It looks like indeed the public sources aren't cutting it anymore. Maybe there is a niche to be filled: I mean something that would use recommendations (maybe not limited to explicit ones) from one's actual friends to get valuable info on products and services.

After all that's what most people successfully used and there might be some potential in using the internet to boost this process. I'm not saying which Google product fits here, because HNers already grumble about it getting too much coverage :)


Look, you and I and just about all the readers here can figure out where to find this type of information. But for a lot of internet users - maybe most of them - the internet is viewed through the slit of Google Search, so to speak. And this used to be fine, since Google would helpfully point you on your way to where you want to go.

We used to laugh at people who came to some forum or newsgroup and asked "how much should this cost" or whatever. Can't you google that, buddy? Well, you really can't anymore.

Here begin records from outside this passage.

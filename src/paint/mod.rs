/// Straight-alpha colours.
pub mod color;
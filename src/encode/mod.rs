//! Frame sinks.

/// Sink contract, in-memory and PNG sequence sinks.
pub mod sink;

Oh, and for the category of products at which you hinted - spam-flavored pseudo-viral marketing is even more annoying than search engine optimization. But yes, I do get the idea of going directly to trusted sources and skipping the search engine; the problem is that search engines were invented because they are so convenient, and it would be a shame to lose that.


> I recently looked into getting a VPN provider; it is simply impossible to research them without being showered in pages that are either outright spam or merely search-engine-optimized out the wazoo (pardon my French)

I recently did the same thing and didn't have a hard time finding a provider. Both StrongVPN and WiTopia showed up at the top of the SERPs (and StrongVPN also in AdWords), I went with WiTopia after then searching for reviews of both.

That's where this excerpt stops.